Dubai Stocks Enter Bear Market Ending Best Rally Since 2005Sarmad Khan
Dubai shares plunged, dragging the benchmark index down 20 percent from a peak in May and bringing an end to the biggest bull market since 2005.
The DFM General Index declined 4.3 percent to 4,296 at the close, entering a bear market after falling from a high on May 6. The drop was led by real-estate stocks including Arabtec Holding Co., which tumbled 9.9 percent after three people familiar with the matter said the company dismissed hundreds of staff, including several senior executives.
“There is confusion in the market and I call it Arabtec fever,” Wadah Al Taha, chief investment officer of Dubai-based Al Zarooni Group, said by telephone. “It’s contagious and affecting every single share in the market.”
Shares in Dubai have soared since January 2012 amid a real-estate recovery and boom in trade and tourism in the Middle East business hub. The United Arab Emirates’ central bank said June 8 there are signs the property market is overheating, fueling the stock declines.
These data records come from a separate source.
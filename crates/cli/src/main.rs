//! Lingofy CLI - the content studio from a terminal.
//!
//! # Usage
//!
//! ```bash
//! # Check the server is up
//! lingofy status
//!
//! # Edit the default profile, attach a photo and save it
//! lingofy save --set product.title="Stoneware Mug" --set product.price=24 --image mug.webp
//!
//! # Generate a product photo for a saved profile
//! lingofy generate --profile profile.json --prompt "on a walnut table" --out mug.png
//!
//! # Ask the assistant for help
//! lingofy chat
//! ```
//!
//! # Commands
//!
//! - `status` - Check the server is reachable
//! - `profile show` / `profile fields` - Inspect profiles and editable fields
//! - `save` - Edit, attach images and save a profile
//! - `generate` - Generate a product photo
//! - `chat` - Talk to the assistant

#![cfg_attr(not(test), forbid(unsafe_code))]

use std::path::PathBuf;
use std::sync::Arc;
use std::time::Duration;

use clap::{Parser, Subcommand};
use tracing_subscriber::EnvFilter;
use url::Url;

use lingofy_studio::{HttpBackend, StudioConfig};

mod commands;

use commands::CliError;
use commands::save::SaveOptions;

#[derive(Parser)]
#[command(name = "lingofy")]
#[command(author, version, about = "Lingofy content studio CLI")]
struct Cli {
    /// Base URL of the Lingofy server
    #[arg(long, global = true, env = "LINGOFY_API_URL")]
    api_url: Option<Url>,

    /// Per-request timeout in seconds
    #[arg(long, global = true)]
    timeout_secs: Option<u64>,

    #[command(subcommand)]
    command: Commands,
}

#[derive(Subcommand)]
enum Commands {
    /// Check that the server is reachable
    Status,
    /// Inspect store profiles
    Profile {
        #[command(subcommand)]
        action: ProfileAction,
    },
    /// Edit a profile, attach images and save it
    Save {
        /// Profile JSON to start from (default profile if omitted)
        #[arg(short, long)]
        profile: Option<PathBuf>,

        /// Field edit as section.field=value (repeatable)
        #[arg(short, long = "set", value_name = "SECTION.FIELD=VALUE")]
        set: Vec<String>,

        /// Image file to add to the gallery (repeatable)
        #[arg(short, long = "image", value_name = "FILE")]
        image: Vec<PathBuf>,

        /// Generate an AI product photo before saving
        #[arg(short, long)]
        generate: bool,

        /// Extra instructions for the generated photo
        #[arg(long, requires = "generate")]
        prompt: Option<String>,

        /// Write the edited profile here before saving
        #[arg(short, long)]
        out: Option<PathBuf>,
    },
    /// Generate a product photo without saving
    Generate {
        /// Profile JSON describing the product (default profile if omitted)
        #[arg(short, long)]
        profile: Option<PathBuf>,

        /// Extra instructions for the photo
        #[arg(long)]
        prompt: Option<String>,

        /// Write the image bytes here instead of printing a data URL
        #[arg(short, long)]
        out: Option<PathBuf>,
    },
    /// Chat with the assistant
    Chat,
}

#[derive(Subcommand)]
enum ProfileAction {
    /// Print a profile as JSON
    Show {
        /// Profile JSON file (default profile if omitted)
        path: Option<PathBuf>,
    },
    /// List editable fields
    Fields,
}

#[tokio::main]
async fn main() {
    // Logs go to stderr so command output can be piped
    tracing_subscriber::fmt()
        .with_env_filter(
            EnvFilter::try_from_default_env().unwrap_or_else(|_| EnvFilter::new("warn")),
        )
        .with_writer(std::io::stderr)
        .init();

    let cli = Cli::parse();

    if let Err(e) = run(cli).await {
        tracing::error!("Command failed: {e}");
        std::process::exit(1);
    }
}

fn studio_config(cli: &Cli) -> Result<StudioConfig, CliError> {
    let mut config = StudioConfig::from_env()?;
    if let Some(url) = &cli.api_url {
        config.api_url = url.clone();
    }
    if let Some(secs) = cli.timeout_secs {
        config.timeout = Duration::from_secs(secs);
    }
    Ok(config)
}

async fn run(cli: Cli) -> Result<(), CliError> {
    let mut stdout = std::io::stdout().lock();

    // Offline commands don't need a backend
    if let Commands::Profile { action } = &cli.command {
        return match action {
            ProfileAction::Show { path } => {
                commands::profile::show(path.as_deref(), &mut stdout).await
            }
            ProfileAction::Fields => commands::profile::fields(&mut stdout),
        };
    }

    let backend = HttpBackend::new(&studio_config(&cli)?)?;
    tracing::debug!(api_url = %backend.base_url(), "using Lingofy server");

    match cli.command {
        Commands::Status => commands::status::run(&backend, &mut stdout).await?,
        Commands::Save {
            profile,
            set,
            image,
            generate,
            prompt,
            out,
        } => {
            let options = SaveOptions {
                profile,
                assignments: set,
                images: image,
                generate,
                prompt,
                out,
            };
            commands::save::run(Arc::new(backend), options, &mut stdout).await?;
        }
        Commands::Generate {
            profile,
            prompt,
            out,
        } => {
            commands::generate::run(
                &backend,
                profile.as_deref(),
                prompt.as_deref(),
                out,
                &mut stdout,
            )
            .await?;
        }
        Commands::Chat => {
            let stdin = tokio::io::BufReader::new(tokio::io::stdin());
            commands::chat::run(&backend, stdin, &mut stdout).await?;
        }
        Commands::Profile { .. } => {}
    }
    Ok(())
}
Emaar Properties PJSC, developer of the world’s tallest tower and the company with the biggest weighting on Dubai’s gauge, fell 4.9 percent to 8.80 dirhams. Deyaar Development lost 7.8 percent to 1.07 dirhams.
Arabtec, which has the fifth-highest weighting on Dubai’s index, plunged 48 percent so far this month as Abu Dhabi state-run Aabar Investments PJSC cut its stake to 18.85 percent as of June 11 from 21.57 percent, stoking speculation the builder was losing government backing. The company’s Chief Executive Officer Hasan Ismaik resigned last week.
Under Ismaik’s 15-month leadership, Arabtec aimed to become a top-10 global contractor, expanding into areas including oil and gas and infrastructure. Shares in the largest listed construction company in the U.A.E. gained 261 percent this year to a peak on May 14.
“One stock, which had reached unacceptable levels, has been dragging down the rest of the index,” Rami Sidani, who oversees the $343 million Schroders International Selection Fund, said by phone from Dubai today.
Even after this month’s drop, Dubai’s index remains the world’s top performer in dollar terms among more than 90 tracked by Bloomberg. The gauge is valued at 1.7 times net assets, a 10 percent premium over the MSCI Emerging Markets Index. It’s traded at an average discount of 39 percent during the past three years, data compiled by Bloomberg show.
The DFM General Index’s 14-day relative strength index has dropped to 33. A level below 30 typically indicates to analysts the stocks are oversold and poised for a rebound.
Dubai’s index has declined an average 34 percent during 11 previous bear markets, according to data compiled by Bloomberg. The retreats have lasted 139 calendar days on average, versus 48 days for the current selloff.
The U.A.E.’s real-estate market may attract further speculative demand, spurring the risk of “unsustainable price dynamics and an eventual correction,” the International Monetary Fund said in an e-mailed report dated May 27. The country’s central bank said on June 8 rental yields in Dubai and Abu Dhabi had fallen below historical averages as real-estate prices rose, indicating the market may be imbalanced.